2. Explanation of Algorithm

1. `CalcCoefficients` function

1. overview

CalcCoefficients calculates the normal and in-plane coefficients for SurfaceForce calculation.

2. inputs and outputs

inputs
- $v_{s}$:Direction vector of the sun (spacecraft to the sun) at the body frame
- $P$ Solar pressure at the position of the spacecraft [N/m^2]
setting parameters
- $\nu$ : Total reflectance
  - $\nu = 1-\alpha$, where $\alpha$ is the absorption of the sun spectrum.
- $\mu$ : Specularity. Ratio of specular reflection inside the total reflected light.
- $A$ : Area of the surface
outputs
- $C_{n}$ and $C_{t}$

3. algorithm

$C_{n}$ and $C_{t}$ are calculated as follows:
- $\theta$ is the angle between the normal vector and the sun vector.
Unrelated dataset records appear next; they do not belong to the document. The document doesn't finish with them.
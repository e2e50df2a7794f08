// SPDX-License-Identifier: MIT
// Copyright 2026 Roland Dreier <roland@rolandd.dev>

//! Alarm CRUD routes.

use axum::{
    extract::{
        rejection::{JsonRejection, PathRejection, QueryRejection},
        Path, Query, State,
    },
    routing::{delete, get},
    Json, Router,
};
use std::sync::Arc;

use super::{EmailQuery, MessageResponse};
use crate::error::{AppError, Result};
use crate::models::{Alarm, NewAlarm};
use crate::AppState;

pub fn routes() -> Router<Arc<AppState>> {
    Router::new()
        .route("/api/alarms", get(list_alarms).post(create_alarm))
        .route("/api/alarms/{alarm_id}", delete(delete_alarm))
}

/// Create or replace the alarm for an event.
async fn create_alarm(
    State(state): State<Arc<AppState>>,
    body: std::result::Result<Json<NewAlarm>, JsonRejection>,
) -> Result<Json<Alarm>> {
    let Json(request) = body?;

    if request.email.trim().is_empty() || request.event_id.trim().is_empty() {
        return Err(AppError::BadRequest(
            "email and event_id must not be empty".to_string(),
        ));
    }

    let alarm = state.alarms.upsert_alarm(request).await?;
    Ok(Json(alarm))
}

/// All alarms for the user.
async fn list_alarms(
    State(state): State<Arc<AppState>>,
    query: std::result::Result<Query<EmailQuery>, QueryRejection>,
) -> Result<Json<Vec<Alarm>>> {
    let Query(query) = query?;
    let email = query.require()?;

    Ok(Json(state.alarms.list_alarms(&email).await?))
}

/// Delete one of the user's alarms.
async fn delete_alarm(
    State(state): State<Arc<AppState>>,
    alarm_id: std::result::Result<Path<String>, PathRejection>,
    query: std::result::Result<Query<EmailQuery>, QueryRejection>,
) -> Result<Json<MessageResponse>> {
    let Path(alarm_id) = alarm_id?;
    let Query(query) = query?;
    let email = query.require()?;

    state.alarms.delete_alarm(&alarm_id, &email).await?;

    Ok(Json(MessageResponse {
        message: "Alarm deleted successfully".to_string(),
    }))
}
$$\begin{align} C_{n} &= AP \left((1+\nu\mu)\cos^{2}{\theta}+\frac{2}{3}\nu(1-\mu)\cos{\theta} \right)\\\ C_{t} &= AP(1-\nu\mu)\cos{\theta}\sin{\theta} \end{align}$$

4. note

NA

3. Results of verifications

1. Verification of perfect reflection case

1. overview

In the perfect reflection case, the direction of the SRP force will be opposite from the direction of the sun.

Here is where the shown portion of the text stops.